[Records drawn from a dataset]
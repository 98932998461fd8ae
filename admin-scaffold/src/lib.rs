//! Schema-driven table scaffolding for admin panel resources
//!
//! Given a plain-data snapshot of a relational schema, this library decides
//! which columns an administrative table should display, which filters and
//! actions it should carry, and renders that decision as framework-style
//! source text ready to splice into a generated resource file.

#![forbid(unsafe_code)]
#![deny(clippy::all, clippy::pedantic, clippy::nursery)]
#![warn(clippy::cargo)]
#![allow(clippy::multiple_crate_versions)]

pub mod commands;
pub mod scaffold;
pub mod schema;

pub use scaffold::{
    ActionKind, BulkActionKind, ClassifierConfig, ColumnSpec, FilterKind, ImportRegistry,
    Modifier, ResourceOptions, TableGenerator, Widget,
};
pub use schema::{ColumnDescriptor, ColumnType, SchemaGraph, TableSchema};
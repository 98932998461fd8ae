//! Integration tests for schema-driven table generation

use admin_scaffold::{ClassifierConfig, ResourceOptions, SchemaGraph, TableGenerator};
use std::fs;
use tempfile::TempDir;

const SHOP_SCHEMA: &str = r#"{
    "tables": [
        {
            "name": "users",
            "columns": [
                {"name": "id", "type": "bigint", "auto_increment": true},
                {"name": "name", "type": "varchar"},
                {"name": "email", "type": "varchar"},
                {"name": "password", "type": "varchar"},
                {"name": "remember_token", "type": "varchar", "nullable": true}
            ]
        },
        {
            "name": "products",
            "columns": [
                {"name": "id", "type": "bigint", "auto_increment": true},
                {"name": "sku", "type": "varchar"},
                {"name": "name", "type": "varchar"},
                {"name": "description", "type": "text"},
                {"name": "cover_image", "type": "varchar", "nullable": true},
                {"name": "price", "type": "decimal"},
                {"name": "stock", "type": "integer"},
                {"name": "is_active", "type": "boolean"},
                {"name": "user_id", "type": "bigint"},
                {"name": "metadata", "type": "jsonb", "nullable": true},
                {"name": "released_on", "type": "date", "nullable": true},
                {"name": "created_at", "type": "timestamp"},
                {"name": "deleted_at", "type": "timestamp", "nullable": true}
            ]
        }
    ]
}"#;

/// Write the fixture schema to disk and load it back, as the CLI does.
fn load_schema(dir: &TempDir) -> SchemaGraph {
    let path = dir.path().join("schema.json");
    fs::write(&path, SHOP_SCHEMA).unwrap();
    SchemaGraph::load(&path).unwrap()
}

#[test]
fn test_full_table_body_for_products() {
    let dir = TempDir::new().unwrap();
    let graph = load_schema(&dir);

    let options = ResourceOptions {
        soft_deletable: true,
        view_operation: true,
        ..ResourceOptions::default()
    };
    let mut generator = TableGenerator::new(&graph, options);
    let body = generator.table_body("products");

    let expected = "\
Table::builder()
    .columns([
        TextColumn::make(\"sku\")
            .label(\"SKU\")
            .searchable(),
        TextColumn::make(\"name\")
            .searchable(),
        ImageColumn::make(\"cover_image\"),
        TextColumn::make(\"price\")
            .money()
            .sortable(),
        TextColumn::make(\"stock\")
            .numeric()
            .sortable(),
        IconColumn::make(\"is_active\")
            .boolean(),
        TextColumn::make(\"user.name\")
            .numeric()
            .sortable(),
        TextColumn::make(\"released_on\")
            .date()
            .sortable(),
        TextColumn::make(\"created_at\")
            .date_time()
            .sortable()
            .toggleable(true),
        TextColumn::make(\"deleted_at\")
            .date_time()
            .sortable()
            .toggleable(true),
    ])
    .filters([
        TrashedFilter::make(),
    ])
    .record_actions([
        ViewAction::make(),
        EditAction::make(),
    ])
    .bulk_actions([
        BulkActionGroup::make([
            DeleteBulkAction::make(),
            ForceDeleteBulkAction::make(),
            RestoreBulkAction::make(),
        ]),
    ])";

    assert_eq!(body, expected);
}

#[test]
fn test_users_table_drops_credentials() {
    let dir = TempDir::new().unwrap();
    let graph = load_schema(&dir);

    let mut generator = TableGenerator::new(&graph, ResourceOptions::default());
    let columns = generator.table_columns("users");
    let paths: Vec<_> = columns
        .iter()
        .map(|column| column.display_path.as_str())
        .collect();

    assert_eq!(paths, vec!["name", "email"]);
}

#[test]
fn test_imports_match_rendered_body() {
    let dir = TempDir::new().unwrap();
    let graph = load_schema(&dir);

    let options = ResourceOptions {
        soft_deletable: true,
        ..ResourceOptions::default()
    };
    let mut generator = TableGenerator::new(&graph, options);
    let body = generator.table_body("products");

    for symbol in generator.imports().symbols() {
        assert!(body.contains(symbol), "unreferenced import: {symbol}");
    }
}

#[test]
fn test_policy_override_changes_title_guess() {
    let dir = TempDir::new().unwrap();
    let graph = load_schema(&dir);

    let config = ClassifierConfig {
        title_column_candidates: vec!["email".to_string()],
        ..ClassifierConfig::default()
    };
    let mut generator =
        TableGenerator::with_config(&graph, ResourceOptions::default(), config);
    let columns = generator.table_columns("products");

    assert!(columns
        .iter()
        .any(|column| column.display_path == "user.email"));
}

#[test]
fn test_unknown_table_renders_empty_sections() {
    let dir = TempDir::new().unwrap();
    let graph = load_schema(&dir);

    let mut generator = TableGenerator::new(&graph, ResourceOptions::default());
    let body = generator.table_body("orders");

    assert!(body.contains(".columns([\n        //\n    ])"));
    // actions are still emitted for a missing table
    assert!(body.contains("EditAction::make(),"));
}
//! Table scaffolding for admin resources
//!
//! This module turns a schema snapshot into the table section of a generated
//! resource: column classification, filter and action selection, and the
//! rendering of the resulting table-building expression.

pub mod actions;
pub mod columns;
pub mod config;
pub mod expr;
pub mod filters;
pub mod table;

pub use actions::{ActionKind, BulkActionKind};
pub use columns::{ColumnSpec, Modifier, Widget};
pub use config::{ClassifierConfig, ResourceOptions};
pub use expr::{Literal, MakeExpr, MethodCall};
pub use filters::FilterKind;
pub use table::{ImportRegistry, TableGenerator};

#### [Aim of the task]
Please show every line of the entries above that contains the word "ClassifierConfig".

#### [Output for this task]
    ActionKind, BulkActionKind, ClassifierConfig, ColumnSpec, FilterKind, ImportRegistry,
use admin_scaffold::{ClassifierConfig, ResourceOptions, SchemaGraph, TableGenerator};
    let config = ClassifierConfig {
        ..ClassifierConfig::default()
pub use config::{ClassifierConfig, ResourceOptions};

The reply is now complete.